NeurIPS 2019
Sun Dec 8th through Sat the 14th, 2019 at Vancouver Convention Center
Reviewer 1
This paper presents solid theoretical work that is well written in clear, at least to the extent that is possible for a dense topic. It address relevant questions about generalization error for random projection combined with quantization and provides useful insights after each results. The choice of simple but meaningful models for which a broad set of people are likely to have decent intuition, also makes the work more accessible. The paper is not without its shortcomings however. Most of which I cover in section 5 below. That being said I struggle with one of the key assumptions in the paper which is the fact that we can normalize all the data to the unit circle. The author(s) justification is that it is a “standard preprocessing step for many learning algorithms”. This certainly has not been my personal experience, as opposed to say mean/variance or min/max normalization. For high dimensional data I can conceive this transformation to be a reasonable choice, but I definitely feel it requires more than a passing mention. It either needs established references or a separate analysis, potentially empirical, of how this affects performance.
Reviewer 2
Overall it is an interesting paper, with nice results. However, I am not as certain about the relevance of the results. It is not clear that the three methods considered are often used in their compressive version combined with quantization. One example I have seen is: [*] M. Li, S. Rane, and P. T. Boufounos, “Quantized embeddings of scale-invariant image features for mobile augmented reality,” IEEE 14th International Workshop on Multimedia Signal Processing (MMSP), Banff, Canada, Sept. 17-19, 2012, and subsequent work by the authors above. Still, the literature is still scarce for such applications. It would be interesting if the authors could provide a bit more motivation. With respect to the results, I think that overall it is a good start in this direction.
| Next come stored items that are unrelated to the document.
//! NAL unit types and the access unit produced by one encode step

/// NAL unit type
///
/// Discriminants are the `nal_unit_type` values written in the NAL header.
#[derive(Debug, Clone, Copy, PartialEq, Eq, Hash)]
#[repr(u8)]
pub enum NalUnitType {
    CodedSliceTrail = 0,
    CodedSliceStsa = 1,
    CodedSliceRadl = 2,
    CodedSliceRasl = 3,
    CodedSliceIdrWRadl = 7,
    CodedSliceIdrNLp = 8,
    CodedSliceCra = 9,
    CodedSliceGdr = 10,
    Opi = 12,
    Dci = 13,
    Vps = 14,
    Sps = 15,
    Pps = 16,
    PrefixAps = 17,
    SuffixAps = 18,
    PictureHeader = 19,
    AccessUnitDelimiter = 20,
    EndOfSequence = 21,
    EndOfBitstream = 22,
    PrefixSei = 23,
    SuffixSei = 24,
    FillerData = 25,
}

impl NalUnitType {
    /// Every defined type
    pub const ALL: [NalUnitType; 22] = [
        NalUnitType::CodedSliceTrail,
        NalUnitType::CodedSliceStsa,
        NalUnitType::CodedSliceRadl,
        NalUnitType::CodedSliceRasl,
        NalUnitType::CodedSliceIdrWRadl,
        NalUnitType::CodedSliceIdrNLp,
        NalUnitType::CodedSliceCra,
        NalUnitType::CodedSliceGdr,
        NalUnitType::Opi,
        NalUnitType::Dci,
        NalUnitType::Vps,
        NalUnitType::Sps,
        NalUnitType::Pps,
        NalUnitType::PrefixAps,
        NalUnitType::SuffixAps,
        NalUnitType::PictureHeader,
        NalUnitType::AccessUnitDelimiter,
        NalUnitType::EndOfSequence,
        NalUnitType::EndOfBitstream,
        NalUnitType::PrefixSei,
        NalUnitType::SuffixSei,
        NalUnitType::FillerData,
    ];

    pub fn from_raw(raw: u8) -> Option<Self> {
        Self::ALL.into_iter().find(|t| *t as u8 == raw)
    }

    /// DCI, VPS, SPS, PPS or an adaptation parameter set
    ///
    /// These always get a 4-byte start code.
    pub fn is_parameter_set(self) -> bool {
        matches!(
            self,
            NalUnitType::Dci
                | NalUnitType::Vps
                | NalUnitType::Sps
                | NalUnitType::Pps
                | NalUnitType::PrefixAps
                | NalUnitType::SuffixAps
        )
    }

    /// Coded slice of any kind
    pub fn is_slice(self) -> bool {
        matches!(
            self,
            NalUnitType::CodedSliceTrail
                | NalUnitType::CodedSliceStsa
                | NalUnitType::CodedSliceRadl
                | NalUnitType::CodedSliceRasl
                | NalUnitType::CodedSliceIdrWRadl
                | NalUnitType::CodedSliceIdrNLp
                | NalUnitType::CodedSliceCra
                | NalUnitType::CodedSliceGdr
        )
    }

    /// IDR, CRA or GDR slice: decoding can start here
    pub fn is_random_access(self) -> bool {
        matches!(
            self,
            NalUnitType::CodedSliceIdrWRadl
                | NalUnitType::CodedSliceIdrNLp
                | NalUnitType::CodedSliceCra
                | NalUnitType::CodedSliceGdr
        )
    }

    /// Counted toward the essential bytes of an access unit
    pub fn is_essential(self) -> bool {
        self.is_slice() || self.is_parameter_set()
    }
}

/// One coded NAL unit, payload includes the NAL header
#[derive(Debug, Clone, PartialEq, Eq)]
pub struct NalUnit {
    pub nal_type: NalUnitType,
    pub temporal_id: u8,
    pub payload: Vec<u8>,
}

impl NalUnit {
    pub fn new(nal_type: NalUnitType, payload: Vec<u8>) -> Self {
        Self {
            nal_type,
            temporal_id: 0,
            payload,
        }
    }

    /// Two-byte VVC NAL unit header for this type and temporal id
    pub fn header(&self) -> [u8; 2] {
        [0x00, ((self.nal_type as u8) << 3) | (self.temporal_id + 1)]
    }

    pub fn len(&self) -> usize {
        self.payload.len()
    }

    pub fn is_empty(&self) -> bool {
        self.payload.is_empty()
    }
}

/// Slice type
#[derive(Debug, Clone, Copy, PartialEq, Eq, Hash, Default)]
#[repr(C)]
pub enum SliceType {
    B = 0,
    P = 1,
    I = 2,
    #[default]
    Auto = 3,
}

impl SliceType {
    pub fn as_char(self) -> char {
        match self {
            SliceType::B => 'B',
            SliceType::P => 'P',
            SliceType::I => 'I',
            SliceType::Auto => '?',
        }
    }
}

/// NAL units produced for one output time instant, plus picture metadata
#[derive(Debug, Clone, Default, PartialEq)]
pub struct AccessUnit {
    pub nals: Vec<NalUnit>,
    /// Composition timestamp
    pub cts: Option<i64>,
    /// Decode timestamp
    pub dts: Option<i64>,
    pub slice_type: SliceType,
    pub ref_pic: bool,
    pub temporal_layer: u32,
    pub poc: i64,
    pub status: i32,
    pub info: String,
}

impl AccessUnit {
    pub fn new() -> Self {
        Self::default()
    }

    pub fn push(&mut self, nal: NalUnit) {
        self.nals.push(nal);
    }

    pub fn is_empty(&self) -> bool {
        self.nals.is_empty()
    }

    pub fn len(&self) -> usize {
        self.nals.len()
    }
}
//! Annex-B access unit serialization
//!
//! An access unit is written as a sequence of start-code prefixed NAL units.
//! The first NAL unit and every parameter set get `00 00 00 01`, all others
//! `00 00 01`.
//!
//! Serialization is two-phase: [`access_unit_size`] predicts the framed size,
//! the caller's capacity is checked against it, and only then are bytes
//! copied. The same sizing function is used for the post-copy check, so the
//! prediction and the written byte count cannot drift apart.

use crate::nal::{AccessUnit, NalUnit, SliceType};
use crate::{Error, Result};
use std::borrow::Cow;

/// Four-byte start code; the three-byte form is its tail
pub const START_CODE: [u8; 4] = [0, 0, 0, 1];

/// Capacity of the info string including its terminator
pub const MAX_INFO_STRING_LEN: usize = 1024;

/// Start code length for a NAL unit at the given position
pub fn start_code_len(first: bool, nal: &NalUnit) -> usize {
    if first || nal.nal_type.is_parameter_set() {
        4
    } else {
        3
    }
}

/// Framed size of each NAL unit, in order
pub fn framed_sizes(au: &AccessUnit) -> impl Iterator<Item = usize> + '_ {
    au.nals
        .iter()
        .enumerate()
        .map(|(i, nal)| start_code_len(i == 0, nal) + nal.len())
}

/// Number of bytes the serialized access unit occupies
pub fn access_unit_size(au: &AccessUnit) -> usize {
    framed_sizes(au).sum()
}

/// Caller-owned output buffer for one serialized access unit
///
/// The payload slice is borrowed for the lifetime of the buffer only.
pub struct AccessUnitBuffer<'a> {
    payload: &'a mut [u8],
    used_size: usize,
    essential_bytes: usize,
    rap: bool,
    pub cts: Option<i64>,
    pub dts: Option<i64>,
    pub slice_type: SliceType,
    pub ref_pic: bool,
    pub temporal_layer: u32,
    pub poc: i64,
    pub status: i32,
    info: [u8; MAX_INFO_STRING_LEN],
}

impl std::fmt::Debug for AccessUnitBuffer<'_> {
    fn fmt(&self, f: &mut std::fmt::Formatter<'_>) -> std::fmt::Result {
        f.debug_struct("AccessUnitBuffer")
            .field("capacity", &self.capacity())
            .field("used_size", &self.used_size)
            .field("essential_bytes", &self.essential_bytes)
            .field("rap", &self.rap)
            .field("poc", &self.poc)
            .field("slice_type", &self.slice_type)
            .field("info", &self.info())
            .finish()
    }
}

impl<'a> AccessUnitBuffer<'a> {
    pub fn new(payload: &'a mut [u8]) -> Self {
        Self {
            payload,
            used_size: 0,
            essential_bytes: 0,
            rap: false,
            cts: None,
            dts: None,
            slice_type: SliceType::Auto,
            ref_pic: false,
            temporal_layer: 0,
            poc: 0,
            status: 0,
            info: [0; MAX_INFO_STRING_LEN],
        }
    }

    /// Clear everything the serializer fills in; payload bytes are left alone
    pub fn reset(&mut self) {
        self.used_size = 0;
        self.essential_bytes = 0;
        self.rap = false;
        self.cts = None;
        self.dts = None;
        self.slice_type = SliceType::Auto;
        self.ref_pic = false;
        self.temporal_layer = 0;
        self.poc = 0;
        self.status = 0;
        self.info[0] = 0;
    }

    pub fn capacity(&self) -> usize {
        self.payload.len()
    }

    pub fn used_size(&self) -> usize {
        self.used_size
    }

    /// Serialized bytes of the last access unit
    pub fn data(&self) -> &[u8] {
        &self.payload[..self.used_size]
    }

    pub fn essential_bytes(&self) -> usize {
        self.essential_bytes
    }

    /// Whether the access unit holds an IDR, CRA or GDR slice
    pub fn is_rap(&self) -> bool {
        self.rap
    }

    /// Info string bytes without the terminator
    pub fn info_bytes(&self) -> &[u8] {
        let end = self
            .info
            .iter()
            .position(|&b| b == 0)
            .unwrap_or(MAX_INFO_STRING_LEN);
        &self.info[..end]
    }

    pub fn info(&self) -> Cow<'_, str> {
        String::from_utf8_lossy(self.info_bytes())
    }

    /// Raw terminated info string storage
    pub fn info_raw(&self) -> &[u8; MAX_INFO_STRING_LEN] {
        &self.info
    }

    fn set_info(&mut self, info: &str) {
        let bytes = info.as_bytes();
        let len = bytes.len().min(MAX_INFO_STRING_LEN - 1);
        self.info[..len].copy_from_slice(&bytes[..len]);
        self.info[len] = 0;
    }
}

/// Serialize an access unit into the caller's buffer
///
/// Fails with `NotEnoughMemory` before touching the buffer if it is too
/// small; `used_size` then stays zero.
pub fn write_access_unit(au: &AccessUnit, out: &mut AccessUnitBuffer<'_>) -> Result<()> {
    let required = access_unit_size(au);
    if out.capacity() < required {
        return Err(Error::NotEnoughMemory {
            capacity: out.capacity(),
            required,
        });
    }

    let mut used = 0;
    let mut essential = 0;
    let mut rap = false;

    for (i, nal) in au.nals.iter().enumerate() {
        let sc_len = start_code_len(i == 0, nal);
        out.payload[used..used + sc_len].copy_from_slice(&START_CODE[4 - sc_len..]);
        used += sc_len;

        out.payload[used..used + nal.len()].copy_from_slice(&nal.payload);
        used += nal.len();

        if nal.nal_type.is_essential() {
            essential += sc_len + nal.len();
        }
        if nal.nal_type.is_random_access() {
            rap = true;
        }
    }

    if used != required {
        out.used_size = 0;
        return Err(Error::SizeMismatch {
            predicted: required,
            written: used,
        });
    }

    out.used_size = used;
    out.essential_bytes = essential;
    out.rap = rap;
    out.cts = au.cts;
    out.dts = au.dts;
    out.slice_type = au.slice_type;
    out.ref_pic = au.ref_pic;
    out.temporal_layer = au.temporal_layer;
    out.poc = au.poc;
    out.status = au.status;
    out.set_info(&au.info);

    Ok(())
}

/// Serialize an access unit into a freshly allocated vector
pub fn to_annexb(au: &AccessUnit) -> Result<Vec<u8>> {
    let mut data = vec![0u8; access_unit_size(au)];
    let mut out = AccessUnitBuffer::new(&mut data);
    write_access_unit(au, &mut out)?;
    Ok(data)
}
#[test]
fn test_output_buffer_checks() {
    let (mut session, calls) = scripted_session_with_payload(Behavior::Normal, 32);
    let pic = picture();
    session.init(&small_config()).unwrap();

    let err = push(&mut session, &pic, &mut []).unwrap_err();
    assert_eq!(err.code(), ErrorCode::NotEnoughMemory);
    assert_eq!(calls.load(Ordering::SeqCst), 0);

    let mut small = vec![0xEEu8; 16];
    let mut out = AccessUnitBuffer::new(&mut small);
    let err = session.encode(Some(&pic.frame()), &mut out).unwrap_err();
    assert_eq!(err.code(), ErrorCode::NotEnoughMemory);
    assert_eq!(out.used_size(), 0);
    assert_eq!(
        session.last_error(),
        "access unit payload size is too small to store data (payload size: 16, needed 36)"
    );
    drop(out);
    assert!(small.iter().all(|&b| b == 0xEE));
}

#[test]
fn test_reconfig_not_supported() {
    let (mut session, _) = scripted_session(Behavior::Normal);
    let cfg = small_config();
    assert_eq!(session.reconfig(&cfg).unwrap_err().code(), ErrorCode::Initialize);
    session.init(&cfg).unwrap();
    assert_eq!(session.reconfig(&cfg).unwrap_err().code(), ErrorCode::NotSupported);
}

#[test]
fn test_last_error_is_kept_after_success() {
    let (mut session, _) = scripted_session(Behavior::Normal);
    let pic = picture();
    let mut payload = vec![0u8; 1024];

    assert_eq!(session.last_error(), "");
    session.init(&small_config()).unwrap();
    assert_eq!(session.init_pass(5).unwrap_err().code(), ErrorCode::NotSupported);
    push(&mut session, &pic, &mut payload).unwrap();
    assert!(session.last_error().contains("pass 5"));
}
//! Post-call heap trim hook

/// Hook run after `encode` and `uninit`; its outcome is ignored
pub type PostCallHook = Box<dyn FnMut() + Send>;

/// Return unused heap memory to the system where the allocator supports it
#[cfg(all(target_os = "linux", target_env = "gnu"))]
pub fn trim_heap() {
    // SAFETY: malloc_trim only inspects allocator state.
    unsafe {
        libc::malloc_trim(0);
    }
}

/// Return unused heap memory to the system where the allocator supports it
#[cfg(not(all(target_os = "linux", target_env = "gnu")))]
pub fn trim_heap() {}

/// Boxed [`trim_heap`] ready to install on a session
pub fn malloc_trim_hook() -> PostCallHook {
    Box::new(trim_heap)
}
One thing that is missing from the results is the link between the quantization interval \Delta and the number of best used. I can always reduce \Delta and improve the error bounds, but then I need to use more bits per measurement. Furthermore, when it comes to compressive methods, there is also the tradeoff between number of measurements and size of \Delta, which affects the total rate. Some discussion towards addressing these questions would be valuable. ==== I've seen and taken into account the author's response, and it does not change my score.
Reviewer 3
In general, I think the quality of this paper is good and it is written in a clear form. I think the content of this paper meet the quality of the conference. However, I have a concern about the title of the paper. Is it appropriate to use the term of "generalization error". From my understanding, generalization error refers to the difference of error on testing set and training set, given the same parameters. The error bound in Theorem 5 exactly shows the generalization error. However, I'm not sure whether the other theorems refers to generalization error. (1) In Theorem 2 and 3 , lower case (x,y) refers to test data. LHS is testing error with expectation over (x,y). The first term in RHS does not contain expectation over (x,y), so this is strange. I think it should be just L(h*), please check. If it were L(h^*), it is Bayer risk, not training error. So I think Theorem 2 and 3 can not be called "generalization" error. They should be called "compression error" and "quantization and compression error". (2) In Theorem 6, similarly both terms in the LHS refers to errors on test data, so it should not be "generalization error". Also, L_Q(\hat{\beta}*_Q) is already expected over Y|R so there is no need to take expectation over Y and R. I'm not blaming the significance of these bounds, but I think there should be a more principled way to make the connections over there three bounds, rather than using the term "generalization error". Minor suggestion: I wish to see more discussions about previous work on quantized compressive learning. The authors provide some references in the introduction, but I wish to see more detailed comparisons of results of the previous work and the current work. This will make the main contribution of this work more clear. ============================================================== I'm happy that the authors have answered my question well by providing a good reference. I also learned something new from their feedback. I would like to increase my score from 6 to 7.